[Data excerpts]
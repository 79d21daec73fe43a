pub mod error;
pub mod scheduled_executor;
pub mod text;

pub use error::{AppError, AppResult};
pub use scheduled_executor::{ScheduledExecutor, ScheduledTask};
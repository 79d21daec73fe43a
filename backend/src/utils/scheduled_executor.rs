//! Scheduled Executor
//!
//! Minimal framework for periodic background tasks. A task implements
//! `ScheduledTask`; the executor drives it on a fixed interval until the
//! task asks to terminate.

use std::future::Future;
use std::pin::Pin;
use std::time::Duration;
use tracing::{debug, error, info};

/// A unit of periodic work
pub trait ScheduledTask: Send + Sync + 'static {
    /// Execute one round of the task
    fn run(&self) -> Pin<Box<dyn Future<Output = Result<(), anyhow::Error>> + Send + '_>>;

    /// Checked before every round; true stops the executor
    fn should_terminate(&self) -> bool;
}

/// Drives a `ScheduledTask` on a fixed interval
pub struct ScheduledExecutor {
    name: String,
    interval: Duration,
}

impl ScheduledExecutor {
    pub fn new(name: impl Into<String>, interval: Duration) -> Self {
        Self { name: name.into(), interval }
    }

    /// Run the task loop until `should_terminate` returns true.
    ///
    /// The first round runs one full interval after start; a failing round
    /// is logged and does not stop the loop.
    pub async fn start<T: ScheduledTask>(self, task: T) {
        let mut ticker = tokio::time::interval(self.interval);
        ticker.set_missed_tick_behavior(tokio::time::MissedTickBehavior::Skip);
        // interval fires immediately; consume the first tick
        ticker.tick().await;

        info!("Scheduled task '{}' started (interval: {:?})", self.name, self.interval);

        loop {
            ticker.tick().await;

            if task.should_terminate() {
                info!("Scheduled task '{}' terminating", self.name);
                break;
            }

            debug!("Scheduled task '{}' running", self.name);
            if let Err(e) = task.run().await {
                error!("Scheduled task '{}' failed: {:#}", self.name, e);
            }
        }
    }
}
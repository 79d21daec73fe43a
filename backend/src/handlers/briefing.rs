//! Briefing preview handler.

use axum::{Json, extract::State, response::IntoResponse};

use crate::services::BriefingRequest;
use crate::state::AppState;
use crate::utils::AppError;

/// POST /api/v1/briefing/preview
pub async fn preview(
    State(state): State<AppState>,
    Json(req): Json<BriefingRequest>,
) -> Result<impl IntoResponse, AppError> {
    if req.hours_back <= 0 {
        return Err(AppError::invalid_input("hours_back must be > 0"));
    }
    Ok(Json(state.briefing.build(req).await?))
}
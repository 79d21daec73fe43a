use std::collections::HashMap;

use chrono::{DateTime, Utc};
use serde::{Deserialize, Serialize};
use sqlx::FromRow;
use sqlx::types::Json;

/// Item priority bucket, derived from the numeric score.
#[derive(
    Debug, Clone, Copy, PartialEq, Eq, Serialize, Deserialize, sqlx::Type, Default,
)]
#[serde(rename_all = "lowercase")]
#[sqlx(rename_all = "lowercase")]
pub enum Priority {
    High,
    Medium,
    Low,
    #[default]
    None,
}

impl Priority {
    /// Bucket thresholds over the 0..=100 score range.
    pub fn from_score(score: i64) -> Self {
        match score {
            s if s >= 67 => Priority::High,
            s if s >= 34 => Priority::Medium,
            s if s >= 10 => Priority::Low,
            _ => Priority::None,
        }
    }

    /// Ordering rank: higher means more urgent.
    pub fn rank(self) -> u8 {
        match self {
            Priority::High => 3,
            Priority::Medium => 2,
            Priority::Low => 1,
            Priority::None => 0,
        }
    }

    pub fn as_str(self) -> &'static str {
        match self {
            Priority::High => "high",
            Priority::Medium => "medium",
            Priority::Low => "low",
            Priority::None => "none",
        }
    }

    pub fn parse(value: &str) -> Option<Self> {
        match value.trim().to_lowercase().as_str() {
            "high" => Some(Priority::High),
            "medium" => Some(Priority::Medium),
            "low" => Some(Priority::Low),
            "none" => Some(Priority::None),
            _ => None,
        }
    }
}

/// Classifier-assigned disposition gating LLM work.
#[derive(Debug, Clone, Copy, PartialEq, Eq, Serialize, Deserialize, sqlx::Type)]
#[serde(rename_all = "snake_case")]
#[sqlx(rename_all = "snake_case")]
pub enum RetryPriority {
    High,
    EdgeCase,
    Unknown,
    Low,
}

impl RetryPriority {
    pub fn as_str(self) -> &'static str {
        match self {
            RetryPriority::High => "high",
            RetryPriority::EdgeCase => "edge_case",
            RetryPriority::Unknown => "unknown",
            RetryPriority::Low => "low",
        }
    }
}

/// A single news unit as persisted in the store.
#[derive(Debug, Clone, Serialize, Deserialize, FromRow)]
pub struct Item {
    pub id: i64,
    pub channel_id: i64,
    /// Connector-supplied identifier, unique per channel
    pub external_id: String,
    pub title: String,
    pub content: String,
    pub url: Option<String>,
    pub author: Option<String>,
    pub published_at: Option<DateTime<Utc>>,
    pub first_seen_at: DateTime<Utc>,
    pub content_hash: String,
    pub summary: Option<String>,
    pub analysis: Option<String>,
    pub priority: Priority,
    pub priority_score: i64,
    pub assigned_groups: Json<Vec<String>>,
    pub tags: Json<Vec<String>>,
    pub is_read: bool,
    pub is_starred: bool,
    pub is_archived: bool,
    pub needs_llm: bool,
    pub retry_priority: Option<RetryPriority>,
    /// Back-reference to the canonical item when this is a duplicate
    pub similar_to: Option<i64>,
    pub metadata: Json<HashMap<String, serde_json::Value>>,
    /// Optimistic concurrency counter, bumped by every mutation
    pub revision: i64,
}

impl Item {
    pub fn metadata_str(&self, key: &str) -> Option<&str> {
        self.metadata.0.get(key).and_then(|v| v.as_str())
    }
}

/// Short form of a duplicate twin, served alongside the canonical item.
#[derive(Debug, Clone, Serialize, FromRow)]
pub struct DuplicateSibling {
    pub id: i64,
    pub title: String,
    pub url: Option<String>,
    pub priority: Priority,
    pub source_name: String,
}

/// Full item record exchanged with the reading front end and the export.
#[derive(Debug, Clone, Serialize)]
pub struct ItemDetail {
    #[serde(flatten)]
    pub item: Item,
    pub source_name: String,
    pub channel_kind: String,
    pub duplicates: Vec<DuplicateSibling>,
}

#[cfg(test)]
mod tests {
    use super::*;

    #[test]
    fn test_priority_from_score_thresholds() {
        assert_eq!(Priority::from_score(100), Priority::High);
        assert_eq!(Priority::from_score(67), Priority::High);
        assert_eq!(Priority::from_score(66), Priority::Medium);
        assert_eq!(Priority::from_score(34), Priority::Medium);
        assert_eq!(Priority::from_score(33), Priority::Low);
        assert_eq!(Priority::from_score(10), Priority::Low);
        assert_eq!(Priority::from_score(9), Priority::None);
        assert_eq!(Priority::from_score(0), Priority::None);
    }

    #[test]
    fn test_priority_rank_order() {
        assert!(Priority::High.rank() > Priority::Medium.rank());
        assert!(Priority::Medium.rank() > Priority::Low.rank());
        assert!(Priority::Low.rank() > Priority::None.rank());
    }

    #[test]
    fn test_priority_parse_roundtrip() {
        for p in [Priority::High, Priority::Medium, Priority::Low, Priority::None] {
            assert_eq!(Priority::parse(p.as_str()), Some(p));
        }
        assert_eq!(Priority::parse("HIGH"), Some(Priority::High));
        assert_eq!(Priority::parse("urgent"), None);
    }
}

[WHAT TO PRODUCE] The first line of the entries above marks where to begin; repeat each line exactly through the one that contains "of the task", and include that line.

[RESULT OF THIS TASK]
repository 79d21daec73fe43a
pub mod error;
pub mod scheduled_executor;
pub mod text;

pub use error::{AppError, AppResult};
pub use scheduled_executor::{ScheduledExecutor, ScheduledTask};
repository 79d21daec73fe43a
filename backend/src/utils/scheduled_executor.rs
//! Scheduled Executor
//!
//! Minimal framework for periodic background tasks. A task implements
//! `ScheduledTask`; the executor drives it on a fixed interval until the
//! task asks to terminate.

use std::future::Future;
use std::pin::Pin;
use std::time::Duration;
use tracing::{debug, error, info};

/// A unit of periodic work
pub trait ScheduledTask: Send + Sync + 'static {
    /// Execute one round of the task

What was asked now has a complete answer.